The suit warns of the rule's deep ripple effects in Kentucky and beyond in the highly competitive, high-dollar thoroughbred industry.
As a result of the rule, The Jockey Club won't register foals that aren't produced from breeding sessions with those first 140 broodmares, the suit said. That lack of registration ”completely devalues" a thoroughbred because it can't compete in races or breed with other racehorses, it said.
“As a result, the highest quality thoroughbred horses will be bred less times than market economics would otherwise dictate,” the suit said. “Hundreds of millions of dollars of stud fee revenues will be impacted; all owners of mares will pay higher prices to breed their mares; and less well-connected owners of mares will be precluded entirely from access to high quality stallions.”
The rule also risks undermining the value of thoroughbreds in the U.S. and could drive the best stallions to countries with no such breeding cap, the farms said.

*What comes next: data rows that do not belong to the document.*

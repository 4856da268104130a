/// Shared data structures for the application state
///
/// These structs represent the data model that flows between
/// the database layer, the editor, and the UI layer, plus the JSON
/// wire format used to exchange annotation sets.

use serde::{Deserialize, Serialize};

use crate::geometry::Rect;

/// Represents a single image in the catalog
#[derive(Debug, Clone, PartialEq)]
pub struct ImageRecord {
    /// Unique database ID
    pub id: i64,
    /// Filename only (e.g., "IMG_0001.jpg")
    pub filename: String,
    /// Full path to the image file
    pub path: String,
}

/// A rectangle annotation tied to one image.
///
/// `id` is the database ID once persisted. Unsaved annotations carry a
/// negative placeholder handed out by the store client; the wire format
/// writes those as `0`.
#[derive(Debug, Clone, Copy, PartialEq, Serialize, Deserialize)]
#[serde(rename_all = "camelCase")]
pub struct Annotation {
    #[serde(default)]
    pub id: i64,
    #[serde(default)]
    pub image_id: i64,
    pub x: f64,
    pub y: f64,
    pub width: f64,
    pub height: f64,
}

impl Annotation {
    pub fn new(id: i64, image_id: i64, rect: Rect) -> Self {
        Self {
            id,
            image_id,
            x: rect.x,
            y: rect.y,
            width: rect.width,
            height: rect.height,
        }
    }

    /// True once the persistence layer has assigned a real ID
    pub fn is_persisted(&self) -> bool {
        self.id > 0
    }

    pub fn rect(&self) -> Rect {
        Rect {
            x: self.x,
            y: self.y,
            width: self.width,
            height: self.height,
        }
    }

    pub fn set_rect(&mut self, rect: Rect) {
        self.x = rect.x;
        self.y = rect.y;
        self.width = rect.width;
        self.height = rect.height;
    }
}

/// Serialize an annotation set to the JSON wire format.
///
/// Entries with a degenerate or non-finite rectangle are logged and
/// skipped; one bad entry never aborts the whole serialization. Placeholder
/// IDs are written as `0` so the receiver knows the entry is unsaved.
pub fn annotations_to_json(annotations: &[Annotation]) -> Result<String, serde_json::Error> {
    let wire: Vec<Annotation> = annotations
        .iter()
        .filter(|a| {
            if a.rect().is_valid() {
                true
            } else {
                eprintln!("⚠️  Skipping invalid annotation during serialization: {:?}", a);
                false
            }
        })
        .map(|a| Annotation {
            id: a.id.max(0),
            ..*a
        })
        .collect();

    serde_json::to_string(&wire)
}

/// Parse an annotation set from the JSON wire format.
///
/// The input must be a JSON array; entries inside it that fail
/// required-field validation are skipped with a warning rather than
/// failing the whole load.
pub fn annotations_from_json(json: &str) -> Result<Vec<Annotation>, serde_json::Error> {
    let entries: Vec<serde_json::Value> = serde_json::from_str(json)?;

    let mut annotations = Vec::with_capacity(entries.len());
    for entry in entries {
        match serde_json::from_value::<Annotation>(entry.clone()) {
            Ok(annotation) => annotations.push(annotation),
            Err(e) => {
                eprintln!("⚠️  Skipping malformed annotation entry {}: {}", entry, e);
            }
        }
    }

    Ok(annotations)
}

The suit was filed by three of Kentucky’s biggest stud farms — Spendthrift Farm, Ashford Stud and Three Chimneys Farm. Defendants are The Jockey Club and executives with the Kentucky Horse Racing Commission. The suit claims the commission unlawfully delegated power to The Jockey Club and contends the rule violates the state and federal constitutions as well as antitrust laws.
The Jockey Club declined to comment, and the state racing commission did not offer immediate comment.
B. Wayne Hughes of Spendthrift Farm said in a release that the stallion cap amounts to a “blatant abuse of power that is bad law, bad science and bad business.”
The plaintiffs said there's “no scientific basis” to support The Jockey Club’s argument that the rule change was necessary for the health of the thoroughbred breed or to promote genetic diversity.
Forty-two stallions in the 2020 breeding season were bred to more than 140 mares, they said. The cap means excess demand will move on to less commercially appealing stallions, making it more difficult for breeders to be profitable, they said.
If the rule had been applied in 2019, the breedings of 43 stallions would have been restricted and tens of millions of dollars in stud fee revenues would have been affected, the suit said.
In 2019, auction sales of thoroughbred horses in the U.S. totaled more than $1.075 billion, the suit says. On the breeding side, roughly 20,000 thoroughbred foals are born annually in North America, it said.